[WORK REQUEST]: Go through the data and retrieve each line that includes the string "derive".

[Collected data entries]:
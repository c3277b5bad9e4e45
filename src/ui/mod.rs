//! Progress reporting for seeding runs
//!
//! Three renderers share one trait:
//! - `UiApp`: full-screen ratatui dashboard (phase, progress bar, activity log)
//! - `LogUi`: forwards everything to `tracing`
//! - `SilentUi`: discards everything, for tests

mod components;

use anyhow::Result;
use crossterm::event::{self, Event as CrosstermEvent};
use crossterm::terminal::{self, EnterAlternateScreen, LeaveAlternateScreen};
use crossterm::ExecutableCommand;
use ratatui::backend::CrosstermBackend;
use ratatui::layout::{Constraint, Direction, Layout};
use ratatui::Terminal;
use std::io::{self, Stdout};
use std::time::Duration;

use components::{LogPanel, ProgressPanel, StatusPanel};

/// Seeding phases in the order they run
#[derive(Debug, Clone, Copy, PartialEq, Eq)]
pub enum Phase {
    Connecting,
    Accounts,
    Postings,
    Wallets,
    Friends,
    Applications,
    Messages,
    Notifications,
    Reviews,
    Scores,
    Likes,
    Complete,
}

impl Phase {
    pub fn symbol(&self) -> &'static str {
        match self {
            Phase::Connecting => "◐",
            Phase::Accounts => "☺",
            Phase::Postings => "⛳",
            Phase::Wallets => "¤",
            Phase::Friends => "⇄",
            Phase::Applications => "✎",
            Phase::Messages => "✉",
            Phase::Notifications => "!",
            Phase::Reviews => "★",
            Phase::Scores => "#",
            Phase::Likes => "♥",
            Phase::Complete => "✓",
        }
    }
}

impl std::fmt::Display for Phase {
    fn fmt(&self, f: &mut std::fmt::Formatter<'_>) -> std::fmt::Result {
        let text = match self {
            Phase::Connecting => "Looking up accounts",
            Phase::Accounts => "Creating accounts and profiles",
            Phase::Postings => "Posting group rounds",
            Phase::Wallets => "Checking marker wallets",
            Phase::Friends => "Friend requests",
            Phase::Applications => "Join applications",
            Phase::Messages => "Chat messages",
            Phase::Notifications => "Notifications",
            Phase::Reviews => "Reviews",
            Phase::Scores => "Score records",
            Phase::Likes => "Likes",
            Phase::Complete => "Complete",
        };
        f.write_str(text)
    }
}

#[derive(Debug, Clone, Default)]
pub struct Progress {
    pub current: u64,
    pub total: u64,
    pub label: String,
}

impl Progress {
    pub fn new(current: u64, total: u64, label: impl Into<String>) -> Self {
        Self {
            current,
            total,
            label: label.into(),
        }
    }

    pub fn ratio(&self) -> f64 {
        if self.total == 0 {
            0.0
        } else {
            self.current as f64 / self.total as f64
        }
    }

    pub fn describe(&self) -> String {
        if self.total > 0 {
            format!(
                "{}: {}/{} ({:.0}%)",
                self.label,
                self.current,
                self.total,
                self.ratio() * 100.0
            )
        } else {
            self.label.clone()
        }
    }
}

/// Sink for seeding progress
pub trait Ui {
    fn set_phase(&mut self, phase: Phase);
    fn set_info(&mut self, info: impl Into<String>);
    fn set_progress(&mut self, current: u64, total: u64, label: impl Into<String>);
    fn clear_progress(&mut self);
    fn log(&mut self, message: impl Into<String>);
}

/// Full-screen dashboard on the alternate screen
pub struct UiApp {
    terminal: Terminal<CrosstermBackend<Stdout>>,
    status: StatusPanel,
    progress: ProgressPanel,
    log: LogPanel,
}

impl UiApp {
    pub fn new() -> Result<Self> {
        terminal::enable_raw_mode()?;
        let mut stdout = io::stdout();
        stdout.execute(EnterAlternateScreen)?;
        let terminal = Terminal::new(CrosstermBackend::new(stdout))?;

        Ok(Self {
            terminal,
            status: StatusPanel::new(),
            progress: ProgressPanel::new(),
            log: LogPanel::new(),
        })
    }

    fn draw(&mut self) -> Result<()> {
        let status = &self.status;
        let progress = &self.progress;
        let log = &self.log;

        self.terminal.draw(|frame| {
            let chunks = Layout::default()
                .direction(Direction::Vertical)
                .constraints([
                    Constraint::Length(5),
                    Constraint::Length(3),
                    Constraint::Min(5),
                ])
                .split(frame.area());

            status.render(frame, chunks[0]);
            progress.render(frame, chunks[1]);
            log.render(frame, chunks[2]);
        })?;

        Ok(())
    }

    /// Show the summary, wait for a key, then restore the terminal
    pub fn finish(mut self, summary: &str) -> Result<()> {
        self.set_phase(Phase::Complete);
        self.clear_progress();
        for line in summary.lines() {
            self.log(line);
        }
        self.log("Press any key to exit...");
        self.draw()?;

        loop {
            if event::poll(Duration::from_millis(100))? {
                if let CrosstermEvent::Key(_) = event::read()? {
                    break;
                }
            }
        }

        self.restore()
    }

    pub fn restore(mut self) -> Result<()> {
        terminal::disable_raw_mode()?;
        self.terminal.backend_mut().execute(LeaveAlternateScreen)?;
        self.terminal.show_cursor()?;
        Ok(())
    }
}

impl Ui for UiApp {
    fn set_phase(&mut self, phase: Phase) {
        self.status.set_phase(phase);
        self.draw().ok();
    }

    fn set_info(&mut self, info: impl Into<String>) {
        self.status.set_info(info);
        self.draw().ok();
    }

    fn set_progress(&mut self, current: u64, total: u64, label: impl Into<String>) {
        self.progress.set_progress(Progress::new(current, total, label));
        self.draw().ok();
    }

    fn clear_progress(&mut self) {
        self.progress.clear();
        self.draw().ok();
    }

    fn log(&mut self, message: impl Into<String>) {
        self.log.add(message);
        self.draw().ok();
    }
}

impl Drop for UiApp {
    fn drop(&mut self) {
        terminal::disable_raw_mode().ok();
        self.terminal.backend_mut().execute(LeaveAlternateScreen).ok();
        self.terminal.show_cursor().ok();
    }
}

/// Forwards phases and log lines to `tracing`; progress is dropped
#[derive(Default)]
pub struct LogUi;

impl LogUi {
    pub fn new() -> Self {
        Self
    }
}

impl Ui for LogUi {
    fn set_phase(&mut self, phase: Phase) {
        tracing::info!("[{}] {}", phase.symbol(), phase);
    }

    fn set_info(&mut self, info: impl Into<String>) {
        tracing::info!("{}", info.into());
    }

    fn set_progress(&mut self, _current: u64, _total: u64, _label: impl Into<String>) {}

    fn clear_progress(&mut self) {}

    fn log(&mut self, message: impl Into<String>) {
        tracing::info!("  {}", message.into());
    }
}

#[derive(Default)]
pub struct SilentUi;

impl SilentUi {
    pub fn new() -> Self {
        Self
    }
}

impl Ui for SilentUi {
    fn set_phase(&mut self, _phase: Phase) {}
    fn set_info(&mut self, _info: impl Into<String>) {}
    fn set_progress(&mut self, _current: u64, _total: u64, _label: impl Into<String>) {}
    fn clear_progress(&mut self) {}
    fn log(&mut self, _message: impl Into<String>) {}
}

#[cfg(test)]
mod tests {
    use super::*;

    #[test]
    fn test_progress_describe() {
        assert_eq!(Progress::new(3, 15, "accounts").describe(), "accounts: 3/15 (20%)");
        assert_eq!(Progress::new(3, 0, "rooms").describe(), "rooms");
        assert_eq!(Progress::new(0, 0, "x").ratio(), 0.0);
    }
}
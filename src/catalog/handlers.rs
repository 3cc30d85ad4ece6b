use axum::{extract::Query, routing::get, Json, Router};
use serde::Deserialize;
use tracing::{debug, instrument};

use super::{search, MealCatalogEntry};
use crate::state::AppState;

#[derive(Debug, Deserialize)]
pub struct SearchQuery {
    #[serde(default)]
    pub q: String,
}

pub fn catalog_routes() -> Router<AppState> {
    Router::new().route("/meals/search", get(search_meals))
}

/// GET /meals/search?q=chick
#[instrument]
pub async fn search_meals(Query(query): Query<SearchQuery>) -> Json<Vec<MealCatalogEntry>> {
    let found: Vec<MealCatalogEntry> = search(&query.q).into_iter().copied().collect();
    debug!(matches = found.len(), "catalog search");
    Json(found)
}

[WRITTEN SOLUTION]:
#[derive(Debug, Clone, Copy, PartialEq, Eq)]
#[derive(Debug, Clone, Default)]
#[derive(Default)]
#[derive(Default)]
#[derive(Debug, Deserialize)]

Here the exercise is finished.